**** Information provided

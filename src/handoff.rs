//! Interrupt state handed over without masking interrupts.
//!
//! A [`Handoff`] holds the state of one interrupt handler while its
//! subsystem runs. The application [`put()`](Handoff::put)s the state in
//! before enabling the interrupt and [`take()`](Handoff::take)s it back
//! after disabling it. The handler reaches it through
//! [`with()`](Handoff::with). An atomic flag arbitrates, so neither side
//! needs a critical section and higher priority interrupts are never
//! delayed by a handover.

use core::cell::UnsafeCell;
use core::sync::atomic::{AtomicU8, Ordering};

const EMPTY: u8 = 0;
/// The application is moving a value in or out.
const MOVING: u8 = 1;
const READY: u8 = 2;
/// The handler is using the value.
const BUSY: u8 = 3;

pub struct Handoff<T> {
    state: AtomicU8,
    value: UnsafeCell<Option<T>>,
}

// NOTE(unsafe): The value is only accessed by whoever moved `state` out of
// NOTE(unsafe): READY or EMPTY, and only that side moves it on again.
unsafe impl<T: Send> Sync for Handoff<T> {}

impl<T> Handoff<T> {
    pub const fn new() -> Self {
        Handoff { state: AtomicU8::new(EMPTY), value: UnsafeCell::new(None) }
    }

    /// Store `value` for the handler. Gives it back if a value is already held.
    pub fn put(&self, value: T) -> Result<(), T> {
        if self.claim(EMPTY, MOVING).is_err() {
            return Err(value);
        }
        // NOTE(unsafe): MOVING excludes every other access.
        unsafe { *self.value.get() = Some(value) };
        self.state.store(READY, Ordering::Release);
        Ok(())
    }

    /// Remove the held value.
    ///
    /// Waits for the handler to finish if it is running on another hart, so
    /// must not be called from an interrupt that preempts the handler.
    pub fn take(&self) -> Option<T> {
        loop {
            match self.claim(READY, MOVING) {
                Ok(()) => break,
                Err(BUSY) => core::hint::spin_loop(),
                Err(_) => return None,
            }
        }
        // NOTE(unsafe): MOVING excludes every other access.
        let value = unsafe { (*self.value.get()).take() };
        self.state.store(EMPTY, Ordering::Release);
        value
    }

    /// Run `f` on the held value. Returns None without calling `f` if the
    /// slot is empty or the application is moving the value.
    pub fn with<R>(&self, f: impl FnOnce(&mut T) -> R) -> Option<R> {
        self.claim(READY, BUSY).ok()?;
        // NOTE(unsafe): BUSY excludes every other access.
        let r = unsafe { (*self.value.get()).as_mut().map(f) };
        self.state.store(READY, Ordering::Release);
        r
    }

    pub fn is_empty(&self) -> bool {
        self.state.load(Ordering::Relaxed) == EMPTY
    }

    fn claim(&self, from: u8, to: u8) -> Result<(), u8> {
        self.state
            .compare_exchange(from, to, Ordering::Acquire, Ordering::Relaxed)
            .map(|_| ())
    }
}

impl<T> Default for Handoff<T> {
    fn default() -> Self {
        Self::new()
    }
}

#[cfg(test)]
mod tests {
    use super::*;
    use std::sync::atomic::AtomicBool;
    use std::sync::Arc;

    #[test]
    fn put_then_take() {
        let slot = Handoff::new();
        assert!(slot.is_empty());
        assert_eq!(slot.with(|v: &mut u32| *v), None);
        assert_eq!(slot.put(5), Ok(()));
        assert_eq!(slot.put(6), Err(6));
        let bumped = slot.with(|v| {
            *v += 1;
            *v
        });
        assert_eq!(bumped, Some(6));
        assert_eq!(slot.take(), Some(6));
        assert_eq!(slot.take(), None);
        assert!(slot.is_empty());
    }

    #[test]
    fn handler_skips_while_value_moves() {
        let slot = Handoff::new();
        slot.put(1u8).unwrap();
        // An interrupt arriving halfway through a take finds the slot claimed.
        slot.state.store(MOVING, Ordering::Relaxed);
        assert_eq!(slot.with(|v| *v), None);
        slot.state.store(READY, Ordering::Relaxed);
        assert_eq!(slot.with(|v| *v), Some(1));
    }

    #[test]
    fn take_waits_for_running_handler() {
        let slot = Arc::new(Handoff::new());
        slot.put(Vec::<u32>::new()).unwrap();
        let running = Arc::new(AtomicBool::new(false));
        let handler = {
            let slot = slot.clone();
            let running = running.clone();
            std::thread::spawn(move || {
                slot.with(|v| {
                    running.store(true, Ordering::SeqCst);
                    std::thread::sleep(std::time::Duration::from_millis(20));
                    v.push(7);
                })
            })
        };
        while !running.load(Ordering::SeqCst) {
            std::thread::yield_now();
        }
        // The handler's push is never lost to a concurrent take.
        assert_eq!(slot.take(), Some(vec![7]));
        assert_eq!(handler.join().unwrap(), Some(()));
    }
}
//! Software generated video output.
//!
//! A hardware timer raises one compare interrupt per scanline, at
//! [`Timing::active_start()`] cycles into the line. The [`Scanline`]
//! dispatcher counts lines, toggles vertical sync and, inside the visible
//! area, hands a pre-serialized line buffer to the [`ScanOut`] path while
//! serializing the following line into the second buffer.
//!
//! Pixel data lives in a [`VideoRam`] region whose layout depends on the
//! [`Mode`]: packed 1bpp bitmaps, character codes for text mode, a bitmap
//! plus coarse colour attributes, or 8-bit palette indices.
//!
//! [`ScanOut`]: crate::hal::ScanOut

use core::ops::Range;

mod canvas;
mod font;
mod ram;
mod scanline;
mod serialize;
pub mod timing;

pub use canvas::{attr, splash, AttrCanvas, Index, MonoCanvas, PaletteCanvas, Rgb3, TextConsole};
pub use font::{Font, FONT_8X8};
pub use ram::{VideoRam, VideoState};
pub use scanline::{Phase, Scanline};
pub use serialize::render_line;
pub use timing::Timing;

/// Largest serialized scanline of any mode, in bytes.
pub const LINE_BYTES: usize = 320;

/// Buffer for one serialized scanline.
pub type LineBuf = [u8; LINE_BYTES];

/// Bytes occupied by a 256-entry RGB565 palette.
const PALETTE_BYTES: usize = 512;

/// Frame buffer encoding.
#[derive(Copy, Clone, Debug, Eq, PartialEq)]
pub enum Format {
    /// Character codes rendered through an 8x8 font. Bit 7 inverts the cell.
    Text,
    /// 1bpp bitmap, MSB is the leftmost pixel.
    Mono,
    /// 1bpp bitmap plus one ink/paper attribute byte per cell.
    Attr,
    /// One byte per pixel indexing a 256-entry RGB565 palette.
    Palette,
}

#[derive(Copy, Clone, Debug, Eq, PartialEq)]
pub enum ModeError {
    /// The video RAM is smaller than the mode layout.
    RamTooSmall { needed: usize, available: usize },
    /// A serialized line does not fit a [`LineBuf`].
    LineTooLong,
    /// Visible area does not fit inside the frame, or cells do not tile the screen.
    BadGeometry,
    /// Pixels plus the trailing blank byte would still be shifting out at
    /// cycle `end` of a `line_cycles` long line.
    LineOverrun { end: u32, line_cycles: u32 },
    /// Canvas type does not match the mode format.
    WrongFormat,
}

/// Offsets of each area inside the video RAM.
#[derive(Clone, Debug, Eq, PartialEq)]
pub struct Layout {
    pub pixels: Range<usize>,
    pub attrs: Range<usize>,
    pub palette: Range<usize>,
}

/// A video mode: frame buffer geometry plus the signal timing it runs on.
#[derive(Debug, Eq, PartialEq)]
pub struct Mode {
    pub name: &'static str,
    pub format: Format,
    /// Width in pixels.
    pub width: u16,
    /// Height in pixels.
    pub height: u16,
    /// Glyph width (text) or attribute block width (attr), in pixels.
    pub cell_w: u8,
    /// Glyph height (text) or attribute block height (attr), in pixels.
    pub cell_h: u8,
    /// Bytes per frame buffer row; per character row in text mode.
    pub stride: u16,
    /// First visible scanline.
    pub first_line: u16,
    /// Number of scanlines each frame buffer row is shown on.
    pub line_repeat: u8,
    /// System clock cycles per output pixel.
    pub pixel_cycles: u8,
    pub timing: &'static Timing,
}

impl Mode {
    #[allow(clippy::too_many_arguments)]
    pub const fn new(
        name: &'static str,
        format: Format,
        width: u16,
        height: u16,
        cell: (u8, u8),
        first_line: u16,
        line_repeat: u8,
        pixel_cycles: u8,
        timing: &'static Timing,
    ) -> Self {
        let stride = match format {
            Format::Text => width / cell.0 as u16,
            Format::Mono | Format::Attr => width / 8,
            Format::Palette => width,
        };
        Mode {
            name,
            format,
            width,
            height,
            cell_w: cell.0,
            cell_h: cell.1,
            stride,
            first_line,
            line_repeat,
            pixel_cycles,
            timing,
        }
    }

    /// Number of text columns or attribute cells per row.
    pub const fn cols(&self) -> u16 {
        match self.format {
            Format::Text | Format::Attr => self.width / self.cell_w as u16,
            Format::Mono | Format::Palette => self.width,
        }
    }

    /// Number of text rows or attribute cell rows.
    pub const fn rows(&self) -> u16 {
        match self.format {
            Format::Text | Format::Attr => self.height / self.cell_h as u16,
            Format::Mono | Format::Palette => self.height,
        }
    }

    pub const fn pixel_bytes(&self) -> usize {
        match self.format {
            Format::Text => self.stride as usize * self.rows() as usize,
            _ => self.stride as usize * self.height as usize,
        }
    }

    pub const fn attr_bytes(&self) -> usize {
        match self.format {
            Format::Attr => self.cols() as usize * self.rows() as usize,
            _ => 0,
        }
    }

    pub const fn palette_bytes(&self) -> usize {
        match self.format {
            Format::Palette => PALETTE_BYTES,
            _ => 0,
        }
    }

    /// Total video RAM required by this mode.
    pub const fn ram_size(&self) -> usize {
        self.pixel_bytes() + self.attr_bytes() + self.palette_bytes()
    }

    pub const fn layout(&self) -> Layout {
        let p = self.pixel_bytes();
        let a = p + self.attr_bytes();
        Layout { pixels: 0..p, attrs: p..a, palette: a..a + self.palette_bytes() }
    }

    /// Bytes emitted per serialized scanline.
    pub const fn line_bytes(&self) -> usize {
        match self.format {
            Format::Mono | Format::Text => self.stride as usize + 1,
            Format::Attr => self.width as usize + 1,
            Format::Palette => self.width as usize * 2,
        }
    }

    /// Number of scanlines covered by the visible area.
    pub const fn visible_lines(&self) -> u16 {
        self.height * self.line_repeat as u16
    }

    /// Frame buffer row shown on scanline `line`, or None outside the visible area.
    #[inline]
    pub const fn row_of(&self, line: u16) -> Option<u16> {
        if line < self.first_line {
            return None;
        }
        let offset = line - self.first_line;
        if offset >= self.visible_lines() {
            None
        } else {
            Some(offset / self.line_repeat as u16)
        }
    }

    /// Cycle after the start of a line at which the last pixel, followed by
    /// eight blank pixels, has left the output. None for controller-paced
    /// displays.
    pub const fn scan_end(&self) -> Option<u32> {
        let t = self.timing;
        if t.line_cycles == 0 {
            return None;
        }
        let pixels = (self.width as u32 + 8) * self.pixel_cycles as u32;
        Some(t.hsync_cycles + t.back_porch_cycles + pixels)
    }

    /// Check the mode is self-consistent and fits a video RAM of `ram_len` bytes.
    pub fn check(&self, ram_len: usize) -> Result<(), ModeError> {
        if self.ram_size() > ram_len {
            return Err(ModeError::RamTooSmall { needed: self.ram_size(), available: ram_len });
        }
        if self.line_bytes() > LINE_BYTES {
            return Err(ModeError::LineTooLong);
        }
        if self.line_repeat == 0
            || self.pixel_cycles == 0
            || self.first_line as u32 + self.visible_lines() as u32 > self.timing.total_lines as u32
        {
            return Err(ModeError::BadGeometry);
        }
        let tiled = match self.format {
            Format::Mono | Format::Palette => true,
            Format::Text => self.cell_w == 8 && self.cell_h == 8,
            Format::Attr => {
                self.cell_w > 0 && self.cell_h > 0
                    && self.width % self.cell_w as u16 == 0
                    && self.height % self.cell_h as u16 == 0
            }
        };
        if !tiled || (self.format != Format::Palette && self.width % 8 != 0) {
            return Err(ModeError::BadGeometry);
        }
        match self.scan_end() {
            Some(end) if end > self.timing.line_cycles => {
                Err(ModeError::LineOverrun { end, line_cycles: self.timing.line_cycles })
            }
            _ => Ok(()),
        }
    }
}

/// 40x30 characters of 8x8 text, line doubled on 480 VGA lines.
pub static TEXT_40X30: Mode =
    Mode::new("text 40x30", Format::Text, 320, 240, (8, 8), 0, 2, 4, &timing::VGA_64MHZ);

/// 320x240 monochrome graphics, line doubled.
pub static MONO_320X240: Mode =
    Mode::new("mono 320x240", Format::Mono, 320, 240, (1, 1), 0, 2, 4, &timing::VGA_64MHZ);

/// 128x64 monochrome graphics, each row shown on 4 lines, centred vertically.
pub static MONO_128X64: Mode =
    Mode::new("mono 128x64", Format::Mono, 128, 64, (1, 1), 112, 4, 8, &timing::VGA_64MHZ);

/// 256x192 graphics with one colour attribute per 8x8 cell.
pub static ATTR_256X192: Mode =
    Mode::new("attr 256x192", Format::Attr, 256, 192, (8, 8), 48, 2, 5, &timing::VGA_64MHZ);

/// 160x120 graphics with one colour attribute per 2x2 block.
pub static ATTR_160X120: Mode =
    Mode::new("attr 160x120", Format::Attr, 160, 120, (2, 2), 0, 4, 8, &timing::VGA_64MHZ);

/// 160x128 palette graphics on an ST7735 LCD.
pub static PALETTE_160X128: Mode =
    Mode::new("palette 160x128", Format::Palette, 160, 128, (1, 1), 1, 1, 2, &timing::LCD_160X128);

/// All predefined modes.
pub static MODES: [&Mode; 6] =
    [&TEXT_40X30, &MONO_320X240, &MONO_128X64, &ATTR_256X192, &ATTR_160X120, &PALETTE_160X128];

#[cfg(test)]
mod tests {
    use super::*;

    #[test]
    fn predefined_modes_are_consistent() {
        for mode in MODES.iter() {
            assert_eq!(mode.check(usize::MAX), Ok(()), "{}", mode.name);
        }
    }

    #[test]
    fn layout_sizes() {
        assert_eq!(TEXT_40X30.stride, 40);
        assert_eq!(TEXT_40X30.ram_size(), 40 * 30);
        assert_eq!(MONO_128X64.ram_size(), 16 * 64);
        assert_eq!(ATTR_256X192.layout(), Layout {
            pixels: 0..6144, attrs: 6144..6912, palette: 6912..6912,
        });
        assert_eq!(ATTR_160X120.attr_bytes(), 80 * 60);
        assert_eq!(PALETTE_160X128.layout().palette, 20480..20992);
    }

    #[test]
    fn line_bytes_per_format() {
        assert_eq!(MONO_128X64.line_bytes(), 17);
        assert_eq!(TEXT_40X30.line_bytes(), 41);
        assert_eq!(ATTR_256X192.line_bytes(), 257);
        assert_eq!(PALETTE_160X128.line_bytes(), 320);
    }

    #[test]
    fn row_mapping() {
        assert_eq!(MONO_128X64.row_of(111), None);
        assert_eq!(MONO_128X64.row_of(112), Some(0));
        assert_eq!(MONO_128X64.row_of(115), Some(0));
        assert_eq!(MONO_128X64.row_of(116), Some(1));
        assert_eq!(MONO_128X64.row_of(112 + 255), Some(63));
        assert_eq!(MONO_128X64.row_of(112 + 256), None);
    }

    #[test]
    fn check_rejects_small_ram() {
        assert_eq!(
            MONO_320X240.check(1024),
            Err(ModeError::RamTooSmall { needed: 9600, available: 1024 })
        );
    }

    #[test]
    fn vga_modes_finish_before_line_end() {
        for mode in MODES.iter().filter(|m| m.timing.line_cycles != 0) {
            let end = mode.scan_end().unwrap();
            assert!(end <= mode.timing.line_cycles, "{}: {}", mode.name, end);
        }
        assert_eq!(TEXT_40X30.scan_end(), Some(244 + 122 + 328 * 4));
        assert_eq!(PALETTE_160X128.scan_end(), None);
    }

    #[test]
    fn check_rejects_pixels_past_line_end() {
        // 320 pixels at 4 cycles do not fit the visible part of a 48MHz line.
        let mode =
            Mode::new("wide", Format::Mono, 320, 240, (1, 1), 0, 2, 4, &timing::VGA_48MHZ);
        assert_eq!(
            mode.check(usize::MAX),
            Err(ModeError::LineOverrun { end: 183 + 92 + 328 * 4, line_cycles: 1525 })
        );
        let narrow =
            Mode::new("narrow", Format::Mono, 128, 64, (1, 1), 112, 4, 8, &timing::VGA_48MHZ);
        assert_eq!(narrow.check(usize::MAX), Ok(()));
    }

    #[test]
    fn check_rejects_overlong_frame() {
        let mode = Mode::new("tall", Format::Mono, 128, 200, (1, 1), 100, 4, 8, &timing::VGA_64MHZ);
        assert_eq!(mode.check(usize::MAX), Err(ModeError::BadGeometry));
    }
}
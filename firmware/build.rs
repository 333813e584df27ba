use std::env;
use std::fs::File;
use std::io::Write;
use std::path::PathBuf;

fn main() {
    // Copy `memory.x` to OUT_DIR.
    let out = &PathBuf::from(env::var_os("OUT_DIR").unwrap());
    File::create(out.join("memory.x"))
        .unwrap()
        .write_all(include_bytes!("memory.x"))
        .unwrap();
    println!("cargo:rustc-link-search={}", out.display());

    // Rebuild when `memory.x` changes.
    println!("cargo:rerun-if-changed=memory.x");
    println!("cargo:rerun-if-changed=build.rs");

    // Set link script.
    println!("cargo:rustc-link-arg=-Tlink.x");
}
use babysdk::hal::TonePwm;
use babysdk::video::timing::{Polarity, Timing};
use ch32_metapac::timer::{vals::Ocm, Gptm};

/// Generic timer driver.
///
/// Only uses the registers the general purpose and advanced timers share,
/// so TIM1 is driven through a [`Gptm`] view of its register block.
pub struct Tim {
    tim: Gptm,
}

impl Tim {
    pub fn new(tim: Gptm) -> Self {
        Tim { tim }
    }

    /// Start the timer running by setting the CEN bit.
    pub fn start(&self) {
        self.tim.ctlr1().modify(|w| w.set_cen(true));
    }

    /// Stop the timer running by clearing the CEN bit.
    pub fn stop(&self) {
        self.tim.ctlr1().modify(|w| w.set_cen(false));
        self.tim.cnt().write_value(0);
    }

    fn running(&self) -> bool {
        self.tim.ctlr1().read().cen()
    }

    /// Clear update flag.
    pub fn clear_uif(&self) {
        self.tim.intfr().modify(|w| w.set_uif(false));
    }

    /// Clear CC3 flag.
    pub fn clear_cc3if(&self) {
        self.tim.intfr().modify(|w| w.set_ccif(2, false));
    }

    /// Load the preloaded registers and clear the flags this raises.
    fn update(&self) {
        self.tim.swevgr().write(|w| w.set_ug(true));
        self.tim.intfr().write_value(Default::default());
    }

    /// Configure timer for scanline generation.
    ///
    /// One timer period is one line. CH2 outputs the horizontal sync pulse
    /// at the start of each line and CC3 raises the line interrupt at
    /// `timing.active_start()`. The timer is left stopped.
    pub fn setup_line(&self, timing: &Timing) {
        // Ensure timer is disabled and use defaults for CTLR2.
        self.tim.ctlr1().write(|w| w.set_arpe(true));
        self.tim.ctlr2().write_value(Default::default());

        // Enable interrupt on CC3 match.
        self.tim.dmaintenr().write(|w| w.set_ccie(2, true));

        // In PWM mode 1, CH2 is active while CNT<CH2CVR, so the sync pulse
        // starts with the line. CH3 stays frozen, only its flag is used.
        self.tim.chctlr_output(0).write(|w| {
            w.set_ocm(1, Ocm::PWMMODE1);
            w.set_ocpe(1, true);
        });
        self.tim.chctlr_output(1).write(|w| w.set_ocm(0, Ocm::FROZEN));

        // Enable CC2 output, active low for negative sync.
        self.tim.ccer().write(|w| {
            w.set_cce(1, true);
            w.set_ccp(1, timing.hsync_polarity == Polarity::Negative);
        });

        // Don't prescale, one count per system clock cycle.
        self.tim.psc().write_value(0);
        self.tim.atrlr().write_value((timing.line_cycles - 1) as u16);
        self.tim.chcvr(1).write_value(timing.hsync_cycles as u16);
        self.tim.chcvr(2).write_value(timing.active_start() as u16);
        self.update();
    }

    /// Configure timer as the pixel clock for port output.
    ///
    /// Generates a DMA request every `pixel_cycles` system clock cycles.
    /// The timer is left stopped.
    pub fn setup_pixel_dma(&self, pixel_cycles: u32) {
        self.tim.ctlr1().write_value(Default::default());
        self.tim.ctlr2().write_value(Default::default());

        // Enable DMA requests on update.
        self.tim.dmaintenr().write(|w| w.set_ude(true));

        self.tim.psc().write_value(0);
        self.tim.atrlr().write_value((pixel_cycles - 1) as u16);
        self.update();
    }

    /// Configure timer for periodic ticks.
    ///
    /// Enables interrupt generation.
    pub fn setup_tick(&self, psc: u32, period: u32) {
        self.tim.ctlr1().write_value(Default::default());
        self.tim.ctlr2().write_value(Default::default());

        // Enable interrupt on update.
        self.tim.dmaintenr().write(|w| w.set_uie(true));

        self.tim.psc().write_value(psc as u16);
        self.tim.atrlr().write_value((period - 1) as u16);
        self.update();
    }

    /// Configure timer for tone generation on CH1.
    ///
    /// Prescales the timer clock by `psc`; the output stays off until
    /// [`Tone::set_divider()`](TonePwm::set_divider) is called.
    pub fn setup_tone(self, psc: u32) -> Tone {
        // Ensure timer is disabled, with reload preloaded so a new pitch
        // starts on a period boundary.
        self.tim.ctlr1().write(|w| w.set_arpe(true));
        self.tim.ctlr2().write_value(Default::default());
        self.tim.dmaintenr().write_value(Default::default());

        // PWM mode 1 with preload on CH1, output not yet enabled.
        self.tim.chctlr_output(0).write(|w| {
            w.set_ocm(0, Ocm::PWMMODE1);
            w.set_ocpe(0, true);
        });
        self.tim.ccer().write_value(Default::default());

        self.tim.psc().write_value(psc as u16);
        self.tim.swevgr().write(|w| w.set_ug(true));
        Tone { tim: self }
    }
}

/// Square wave output on a timer CH1.
pub struct Tone {
    tim: Tim,
}

impl Tone {
    /// Silence the output and return the timer.
    pub fn release(mut self) -> Tim {
        self.off();
        self.tim
    }
}

impl TonePwm for Tone {
    fn set_divider(&mut self, div: u16) {
        let div = div.max(2);
        let regs = self.tim.tim;
        regs.atrlr().write_value(div - 1);
        regs.chcvr(0).write_value(div / 2);
        regs.ccer().modify(|w| w.set_cce(0, true));
        if !self.tim.running() {
            // Load the new period straight away when starting from silence.
            regs.swevgr().write(|w| w.set_ug(true));
            self.tim.start();
        }
    }

    fn off(&mut self) {
        self.tim.tim.ccer().modify(|w| w.set_cce(0, false));
        self.tim.stop();
    }
}
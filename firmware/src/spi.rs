use ch32_metapac::spi::Spi as Regs;
use crate::rcc::Clocks;

/// Highest SCK an ST7735 accepts.
const LCD_MAX_HZ: u32 = 15_000_000;

/// SPI driver, transmit only.
pub struct Spi {
    spi: Regs,
}

/// BR field for the smallest power of two divider of at least `div`.
fn baud_div(div: u32) -> u8 {
    let div = div.clamp(2, 256).next_power_of_two();
    (div.trailing_zeros() - 1) as u8
}

impl Spi {
    pub fn new(spi: Regs) -> Self {
        Self { spi }
    }

    /// Configure as the pixel shifter for VGA video.
    ///
    /// One bit per pixel at `sys_ck / pixel_cycles`, MSB first, fed by DMA.
    pub fn setup_video(&self, pixel_cycles: u32) {
        self.setup(baud_div(pixel_cycles));
    }

    /// Configure for an ST7735 LCD at the fastest clock it accepts.
    pub fn setup_lcd(&self, clocks: &Clocks) {
        self.setup(baud_div(clocks.pclk2.div_ceil(LCD_MAX_HZ)));
    }

    fn setup(&self, br: u8) {
        // Ensure SPI is disabled and all CTLR1 settings at default.
        self.spi.ctlr1().write_value(Default::default());

        // Enable DMA requests on TX empty.
        self.spi.ctlr2().write(|w| w.set_txdmaen(true));

        // Single line transmit only, software NSS held high, master,
        // CPOL=0 CPHA=0, 8 bits MSB first.
        self.spi.ctlr1().write(|w| {
            w.set_bidimode(true);
            w.set_bidioe(true);
            w.set_ssm(true);
            w.set_ssi(true);
            w.set_mstr(true);
            w.set_br(br);
        });

        self.spi.ctlr1().modify(|w| w.set_spe(true));
    }

    /// Transmit one slice of bytes out SPI, blocking until transmission completes.
    ///
    /// The slice is transmitted byte-by-byte without DMA and so there are no restrictions
    /// on the data storage location.
    pub fn write(&self, data: &[u8]) {
        for &byte in data.iter() {
            while !self.spi.statr().read().txe() {}
            self.spi.datar().write(|w| w.set_datar(byte as u16));
        }
        self.wait_idle();
    }

    /// Wait until the last byte has left the shift register.
    pub fn wait_idle(&self) {
        while !self.spi.statr().read().txe() {}
        while self.spi.statr().read().bsy() {}
    }

    /// Get the address of this SPI's data register.
    pub fn txdr(&self) -> u32 {
        self.spi.datar().as_ptr() as u32
    }
}
impl BmpInfo {
    pub const fn new(mode: &Mode) -> Self {
        let (bpp, palette_len) = match mode.format {
            Format::Mono | Format::Text => (1, 2),
            Format::Attr => (8, 8),
            Format::Palette => (8, 256),
        };
        BmpInfo { width: mode.width as u32, height: mode.height as u32, bpp, palette_len }
    }

    /// Bytes per row including padding to a multiple of 4.
    pub const fn row_bytes(&self) -> usize {
        ((self.width as usize * self.bpp as usize + 31) / 32) * 4
    }

    pub const fn pixel_offset(&self) -> usize {
        HEADER_LEN + 4 * self.palette_len as usize
    }

    pub const fn image_size(&self) -> usize {
        self.row_bytes() * self.height as usize + TAIL_LEN
    }

    pub const fn file_size(&self) -> usize {
        self.pixel_offset() + self.image_size()
    }

    /// Serialize the file and info headers.
    pub fn header(&self) -> [u8; HEADER_LEN] {
        let mut h = [0u8; HEADER_LEN];
        h[0..2].copy_from_slice(&MAGIC.to_le_bytes());
        h[2..6].copy_from_slice(&(self.file_size() as u32).to_le_bytes());
        h[10..14].copy_from_slice(&(self.pixel_offset() as u32).to_le_bytes());
        h[14..18].copy_from_slice(&(INFO_HEADER_LEN as u32).to_le_bytes());
        h[18..22].copy_from_slice(&(self.width as i32).to_le_bytes());
        h[22..26].copy_from_slice(&(-(self.height as i32)).to_le_bytes());
        h[26..28].copy_from_slice(&1u16.to_le_bytes());
        h[28..30].copy_from_slice(&self.bpp.to_le_bytes());
        h[34..38].copy_from_slice(&(self.image_size() as u32).to_le_bytes());
        // 72 DPI.
        h[38..42].copy_from_slice(&2835u32.to_le_bytes());
        h[42..46].copy_from_slice(&2835u32.to_le_bytes());
        h[46..50].copy_from_slice(&self.palette_len.to_le_bytes());
        h
    }
}

/// File name for screenshot number `idx`.
pub fn file_name(idx: u32) -> String<12> {
    let mut name = String::new();
    // Cannot overflow for idx <= 99999.
    write!(name, "SCR{:05}.BMP", idx.min(MAX_INDEX)).ok();
    name
}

********

Working through the entries line by line, count those containing "TonePwm" and report only the number.

### Answer to this exercise:
3